Musharraf also successfully lobbied then-President George W. Bush to pour money into Pakistan’s military. Yet the military’s loyalties have never been unequivocal: its powerful intelligence services cut deals with the Taliban and al Qaeda and backed an insurgency fighting American troops in Afghanistan.

In other areas of foreign policy, Musharraf attempted to normalize relations between New Delhi and Islamabad.

At a regional summit in 2002, less than three years after launching a military operation against India, Musharraf shocked the world when, after finishing his speech, he suddenly walked towards Indian Prime Minister Atal Bihari Vajpayee to shake hands and offer to talk peace.

Analysts say the Kashmir issue – which remains the strongest point of contention between India and Pakistan – was close to being resolved during the Musharraf era. But the peace process broke down soon after his reign.

Under Musharraf, foreign investment has boomed and Pakistan has seen annual economic growth of as much as 7.5% – still the highest level in nearly three decades, according to the World Bank.
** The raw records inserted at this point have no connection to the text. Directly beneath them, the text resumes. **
//! The container record and its on-disk line codec.

use crate::error::{CryptainerError, CryptainerResult};
use std::path::{Path, PathBuf};

/// Reserved field separator for registry records. Not legal in any field;
/// creation rejects paths and names containing it.
pub const FIELD_DELIMITER: char = '|';

/// One managed encrypted container.
///
/// `device_handle` is whatever loop device was bound last time we touched
/// the container. Loop devices are renumbered freely by the kernel, so the
/// handle is a hint to be re-validated against live state, never trusted.
#[derive(Debug, Clone, PartialEq, Eq)]
pub struct Container {
    pub backing_path: PathBuf,
    pub device_handle: Option<String>,
    pub mapper_name: String,
    pub mount_point: PathBuf,
}

impl Container {
    /// Serialize to the four-field registry line.
    pub fn to_record_line(&self) -> String {
        format!(
            "{}{FIELD_DELIMITER}{}{FIELD_DELIMITER}{}{FIELD_DELIMITER}{}",
            self.backing_path.display(),
            self.device_handle.as_deref().unwrap_or(""),
            self.mapper_name,
            self.mount_point.display(),
        )
    }

    /// Parse a registry line into a record; `line_number` is 1-based and
    /// only used for error reporting.
    pub fn from_record_line(line: &str, line_number: usize) -> CryptainerResult<Self> {
        let fields: Vec<&str> = line.split(FIELD_DELIMITER).collect();
        if fields.len() != 4 {
            return Err(CryptainerError::RegistryCorrupt {
                line: line_number,
                reason: format!("expected 4 fields, found {}", fields.len()),
            });
        }

        let backing_path = fields[0].trim();
        let mapper_name = fields[2].trim();
        let mount_point = fields[3].trim();
        if backing_path.is_empty() || mapper_name.is_empty() || mount_point.is_empty() {
            return Err(CryptainerError::RegistryCorrupt {
                line: line_number,
                reason: "backing path, mapper name, and mount point must be non-empty".to_string(),
            });
        }

        let device_handle = match fields[1].trim() {
            "" => None,
            handle => Some(handle.to_string()),
        };

        Ok(Self {
            backing_path: PathBuf::from(backing_path),
            device_handle,
            mapper_name: mapper_name.to_string(),
            mount_point: PathBuf::from(mount_point),
        })
    }

    /// Reject any field that would break the line codec.
    pub fn check_encodable(&self) -> CryptainerResult<()> {
        for (label, value) in [
            ("backing path", self.backing_path.display().to_string()),
            ("mapper name", self.mapper_name.clone()),
            ("mount point", self.mount_point.display().to_string()),
        ] {
            if value.contains(FIELD_DELIMITER) {
                return Err(CryptainerError::InvalidConfig(format!(
                    "{label} `{value}` contains the reserved `{FIELD_DELIMITER}` separator"
                )));
            }
            if value.contains('\n') {
                return Err(CryptainerError::InvalidConfig(format!(
                    "{label} `{value}` contains a newline"
                )));
            }
        }
        Ok(())
    }

    /// Mountpoint a container gets by default: the backing file's base name
    /// (without extension) under the configured mount root.
    pub fn derive_mount_point(mount_root: &Path, backing_path: &Path) -> PathBuf {
        let base = backing_path
            .file_stem()
            .map(|stem| stem.to_string_lossy().into_owned())
            .unwrap_or_else(|| "container".to_string());
        mount_root.join(base)
    }
}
The later years of his presidency were, however, overshadowed by his increasingly authoritarian rule. In 2006, Musharraf ordered a military operation that killed a tribal chief from Balochistan province, laying the foundations for an armed insurgency that rages to this day.

The following year, more than a hundred students calling for the imposition of Sharia law were killed after Musharraf avoided negotiations and ordered soldiers to attack a mosque in Islamabad. This led to the birth of a new militant group, the Tehreek-e-Taliban Pakistan, which has since killed tens of thousands in suicide bombings and brazen attacks.

Later in 2007, a suicide attack that killed opposition leader Benazir Bhutto sparked waves of violence. His efforts to strengthen the judiciary also led to protests, and a beleaguered Musharraf postponed elections and declared martial law.

In 2008, the first democratic elections were held in the country after 11 years. Musharraf’s party lost and faced with impeachment by parliament, he resigned as president and fled to London.

He returned to Pakistan in 2013 to contest for a seat in parliament, but was immediately disqualified. He was allowed to go to Dubai in 2016.

In 2019, a court sentenced him to death in absentia for imposing a state of emergency in 2007, but the verdict was later overturned.